Stored items

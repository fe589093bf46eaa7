use crate::{Error, Result};

/// Bits reserved for the millisecond timestamp in every layout.
pub const TIMESTAMP_BITS: u32 = 41;

/// Default number of bits used to encode the server id.
pub const DEFAULT_SERVER_BITS: u32 = 10;

/// Default number of bits used to encode the per-tick sequence.
pub const DEFAULT_SEQUENCE_BITS: u32 = 12;

/// Returns `2^bits`, the number of distinct values a field of `bits` bits can
/// hold. Only meaningful for `bits < 63`: `max_value(63)` wraps to
/// `i64::MIN` and any wider field yields `0`, so [`mask`] still selects every
/// bit.
pub const fn max_value(bits: u32) -> i64 {
    match 1_i64.checked_shl(bits) {
        Some(value) => value,
        None => 0,
    }
}

/// Returns `2^bits - 1`, the bitmask selecting the low `bits` bits.
///
/// ```
/// assert_eq!(snowstorm::mask(4), 0xF);
/// ```
pub const fn mask(bits: u32) -> i64 {
    max_value(bits).wrapping_sub(1)
}

/// The bit split of a 64-bit id.
///
/// ```text
///  +--------------------+----------------------+------------------------+
///  | timestamp (rest)   | server id (server)   | sequence (sequence)    |
///  +--------------------+----------------------+------------------------+
///  |<-- MSB ----------------- 64 bits ------------------------- LSB -->|
/// ```
///
/// The timestamp always gets at least [`TIMESTAMP_BITS`] bits, so
/// `server_bits + sequence_bits + 41 <= 64`.
#[derive(Clone, Copy, Debug, PartialEq, Eq, Hash)]
pub struct Layout {
    server_bits: u32,
    sequence_bits: u32,
}

impl Default for Layout {
    fn default() -> Self {
        Self {
            server_bits: DEFAULT_SERVER_BITS,
            sequence_bits: DEFAULT_SEQUENCE_BITS,
        }
    }
}

impl Layout {
    /// Validates and constructs a layout.
    ///
    /// # Errors
    ///
    /// Returns [`Error::InvalidConfig`] if the server and sequence fields leave
    /// fewer than [`TIMESTAMP_BITS`] bits for the timestamp.
    pub fn new(server_bits: u32, sequence_bits: u32) -> Result<Self> {
        let used = server_bits
            .checked_add(sequence_bits)
            .and_then(|bits| bits.checked_add(TIMESTAMP_BITS));
        match used {
            Some(bits) if bits <= 64 => Ok(Self {
                server_bits,
                sequence_bits,
            }),
            _ => Err(Error::invalid_config(format!(
                "server bits ({server_bits}) + sequence bits ({sequence_bits}) + {TIMESTAMP_BITS} exceeds 64"
            ))),
        }
    }

    /// Returns true when `server_bits + sequence_bits + 41 <= 64`.
    pub fn is_valid(server_bits: u32, sequence_bits: u32) -> bool {
        Self::new(server_bits, sequence_bits).is_ok()
    }

    pub const fn server_bits(&self) -> u32 {
        self.server_bits
    }

    pub const fn sequence_bits(&self) -> u32 {
        self.sequence_bits
    }

    /// Number of ids a single tick can hold before the factory advances its
    /// virtual clock.
    pub const fn sequence_max(&self) -> i64 {
        max_value(self.sequence_bits)
    }

    pub const fn server_mask(&self) -> i64 {
        mask(self.server_bits)
    }

    pub const fn sequence_mask(&self) -> i64 {
        mask(self.sequence_bits)
    }

    /// Shift applied to the timestamp field.
    pub const fn timestamp_shift(&self) -> u32 {
        self.server_bits + self.sequence_bits
    }

    /// Packs the three fields into an id. `server_id` and `sequence` are
    /// masked to their widths.
    pub const fn compose(&self, timestamp: i64, server_id: i64, sequence: i64) -> i64 {
        (timestamp << self.timestamp_shift())
            | ((server_id & self.server_mask()) << self.sequence_bits)
            | (sequence & self.sequence_mask())
    }

    /// Splits an id produced with this layout back into its fields.
    ///
    /// ```
    /// use snowstorm::{IdParts, Layout};
    ///
    /// let layout = Layout::new(4, 2).unwrap();
    /// let id = layout.compose(1000, 3, 1);
    /// assert_eq!(
    ///     layout.decompose(id),
    ///     IdParts { timestamp: 1000, server_id: 3, sequence: 1 }
    /// );
    /// ```
    pub const fn decompose(&self, id: i64) -> IdParts {
        IdParts {
            timestamp: id >> self.timestamp_shift(),
            server_id: (id >> self.sequence_bits) & self.server_mask(),
            sequence: id & self.sequence_mask(),
        }
    }
}

/// The fields of a decomposed id.
#[derive(Clone, Copy, Debug, PartialEq, Eq, Hash)]
pub struct IdParts {
    /// Milliseconds since the factory's epoch (virtual clock).
    pub timestamp: i64,
    pub server_id: i64,
    pub sequence: i64,
}

#[cfg(test)]
mod tests {
    use super::*;

    #[test]
    fn mask_matches_power_of_two_minus_one() {
        let expected = [
            (1, 0x1),
            (2, 0x3),
            (3, 0x7),
            (4, 0xf),
            (5, 0x1f),
            (6, 0x3f),
            (7, 0x7f),
            (8, 0xff),
        ];
        for (bits, m) in expected {
            assert_eq!(mask(bits), m, "mask({bits})");
            assert_eq!(max_value(bits), m + 1);
        }
    }

    #[test]
    fn mask_handles_full_width() {
        assert_eq!(mask(0), 0);
        assert_eq!(mask(63), i64::MAX);
    }

    #[test]
    fn oversized_widths_saturate_to_all_bits() {
        assert_eq!(max_value(63), i64::MIN);
        assert_eq!(max_value(64), 0);
        assert_eq!(max_value(u32::MAX), 0);
        assert_eq!(mask(64), -1);
        assert_eq!(mask(200), -1);
    }

    #[test]
    fn layout_rejects_oversized_split() {
        assert!(Layout::new(10, 12).is_ok());
        assert!(Layout::new(13, 10).is_ok());
        assert!(Layout::new(0, 0).is_ok());
        assert!(matches!(
            Layout::new(13, 11),
            Err(Error::InvalidConfig { .. })
        ));
        assert!(!Layout::is_valid(u32::MAX, 1));
    }

    #[test]
    fn compose_masks_out_of_range_fields() {
        let layout = Layout::new(4, 2).unwrap();
        let id = layout.compose(7, 0x1f, 0x7);
        let parts = layout.decompose(id);
        assert_eq!(parts.timestamp, 7);
        assert_eq!(parts.server_id, 0xf);
        assert_eq!(parts.sequence, 0x3);
    }
}
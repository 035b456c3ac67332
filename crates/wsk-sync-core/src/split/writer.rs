//! Concurrent record writer.

use std::path::Path;

use futures::StreamExt;
use tracing::{error, info};

use super::plan::PlannedWrite;
use crate::error::SyncResult;

/// Result of writing one planned record.
#[derive(Debug)]
pub struct WriteOutcome {
    /// Output filename.
    pub filename: String,
    /// Whether the file was written.
    pub result: SyncResult<()>,
}

/// Write every planned record into `output_dir`, at most `concurrency` at a time.
///
/// Existing files are overwritten. Returns one outcome per planned write,
/// only after all of them have finished; completion order is not preserved.
pub async fn write_planned(
    writes: Vec<PlannedWrite>,
    output_dir: &Path,
    concurrency: usize,
) -> Vec<WriteOutcome> {
    futures::stream::iter(writes)
        .map(|write| async move {
            let result = write_one(&write, output_dir).await;
            match &result {
                Ok(()) => info!(file = %write.filename, "Wrote record"),
                Err(e) => error!(file = %write.filename, error = %e, "Failed to write record"),
            }
            WriteOutcome {
                filename: write.filename,
                result,
            }
        })
        .buffer_unordered(concurrency.max(1))
        .collect()
        .await
}

async fn write_one(write: &PlannedWrite, output_dir: &Path) -> SyncResult<()> {
    let json = write.record.to_pretty_json()?;
    tokio::fs::write(output_dir.join(&write.filename), json).await?;
    Ok(())
}
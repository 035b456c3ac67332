//! `mongoexport` runner.
//!
//! Invokes the tool once, waits for it, and captures both output streams.
//! There is no retry; a non-zero exit is reported as [`SyncError::Export`].

use std::path::Path;
use std::process::Stdio;
use std::time::Duration;

use async_trait::async_trait;
use secrecy::{ExposeSecret, SecretString};
use tokio::process::Command;
use tracing::{debug, info};

use crate::config::{SyncConfig, URI_ENV};
use crate::error::{ErrorCode, SyncError, SyncResult};
use crate::traits::{DataExporter, ExportOutput};

/// Exports a collection with `mongoexport` (or a compatible executable).
#[derive(Debug)]
pub struct MongoExport {
    command: String,
    uri: SecretString,
    database: String,
    collection: String,
    timeout: Option<Duration>,
}

impl MongoExport {
    /// Create a runner for `collection` in `database`.
    pub fn new(
        command: impl Into<String>,
        uri: SecretString,
        database: impl Into<String>,
        collection: impl Into<String>,
    ) -> Self {
        Self {
            command: command.into(),
            uri,
            database: database.into(),
            collection: collection.into(),
            timeout: None,
        }
    }

    /// Kill the export if it runs longer than `timeout`.
    pub fn with_timeout(mut self, timeout: Duration) -> Self {
        self.timeout = Some(timeout);
        self
    }

    /// Build a runner from the sync configuration.
    ///
    /// Fails if no connection URI was configured.
    pub fn from_config(config: &SyncConfig) -> SyncResult<Self> {
        let uri = config
            .uri
            .as_ref()
            .ok_or_else(|| SyncError::configuration(format!("{URI_ENV} is not set")))?;

        let runner = Self::new(
            config.export_command.clone(),
            SecretString::new(uri.expose_secret().clone()),
            config.database.clone(),
            config.collection.clone(),
        );

        Ok(match config.export_timeout_secs {
            Some(secs) => runner.with_timeout(Duration::from_secs(secs)),
            None => runner,
        })
    }

    /// Arguments passed to the tool, URI included.
    fn args(&self, dump_path: &Path) -> Vec<String> {
        vec![
            format!("--uri={}", self.uri.expose_secret()),
            format!("--db={}", self.database),
            format!("--collection={}", self.collection),
            format!("--out={}", dump_path.display()),
        ]
    }
}

#[async_trait]
impl DataExporter for MongoExport {
    async fn export(&self, dump_path: &Path) -> SyncResult<ExportOutput> {
        info!(
            command = %self.command,
            database = %self.database,
            collection = %self.collection,
            out = %dump_path.display(),
            "Starting export"
        );

        let child = Command::new(&self.command)
            .args(self.args(dump_path))
            .stdin(Stdio::null())
            .stdout(Stdio::piped())
            .stderr(Stdio::piped())
            .kill_on_drop(true)
            .spawn()
            .map_err(|e| {
                SyncError::export_spawn(format!("failed to start '{}'", self.command), e)
            })?;

        let output = match self.timeout {
            Some(timeout) => tokio::time::timeout(timeout, child.wait_with_output())
                .await
                .map_err(|_| {
                    SyncError::export(
                        format!("'{}' timed out after {:?}", self.command, timeout),
                        ErrorCode::ExpTimeout,
                    )
                })??,
            None => child.wait_with_output().await?,
        };

        let result = ExportOutput {
            stdout: String::from_utf8_lossy(&output.stdout).into_owned(),
            stderr: String::from_utf8_lossy(&output.stderr).into_owned(),
        };
        debug!(stdout = %result.stdout, stderr = %result.stderr, "Export output");

        if !output.status.success() {
            return Err(SyncError::export(
                format!(
                    "'{}' exited with {}: {}",
                    self.command,
                    output.status,
                    result.stderr.trim()
                ),
                ErrorCode::ExpNonZeroExit,
            ));
        }

        Ok(result)
    }

    fn name(&self) -> &str {
        &self.command
    }
}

- _Task directions_:
Lines from the top of the data above through the line with "The timestamp always", both ends included: copy them exactly, nothing more.

- _Reply to the task_:
repository fe589093bf46eaa7
use crate::{Error, Result};

/// Bits reserved for the millisecond timestamp in every layout.
pub const TIMESTAMP_BITS: u32 = 41;

/// Default number of bits used to encode the server id.
pub const DEFAULT_SERVER_BITS: u32 = 10;

/// Default number of bits used to encode the per-tick sequence.
pub const DEFAULT_SEQUENCE_BITS: u32 = 12;

/// Returns `2^bits`, the number of distinct values a field of `bits` bits can
/// hold. Only meaningful for `bits < 63`: `max_value(63)` wraps to
/// `i64::MIN` and any wider field yields `0`, so [`mask`] still selects every
/// bit.
pub const fn max_value(bits: u32) -> i64 {
    match 1_i64.checked_shl(bits) {
        Some(value) => value,
        None => 0,
    }
}

/// Returns `2^bits - 1`, the bitmask selecting the low `bits` bits.
///
/// ```
/// assert_eq!(snowstorm::mask(4), 0xF);
/// ```
pub const fn mask(bits: u32) -> i64 {
    max_value(bits).wrapping_sub(1)
}

/// The bit split of a 64-bit id.
///
/// ```text
///  +--------------------+----------------------+------------------------+
///  | timestamp (rest)   | server id (server)   | sequence (sequence)    |
///  +--------------------+----------------------+------------------------+
///  |<-- MSB ----------------- 64 bits ------------------------- LSB -->|
/// ```
///
/// The timestamp always gets at least [`TIMESTAMP_BITS`] bits, so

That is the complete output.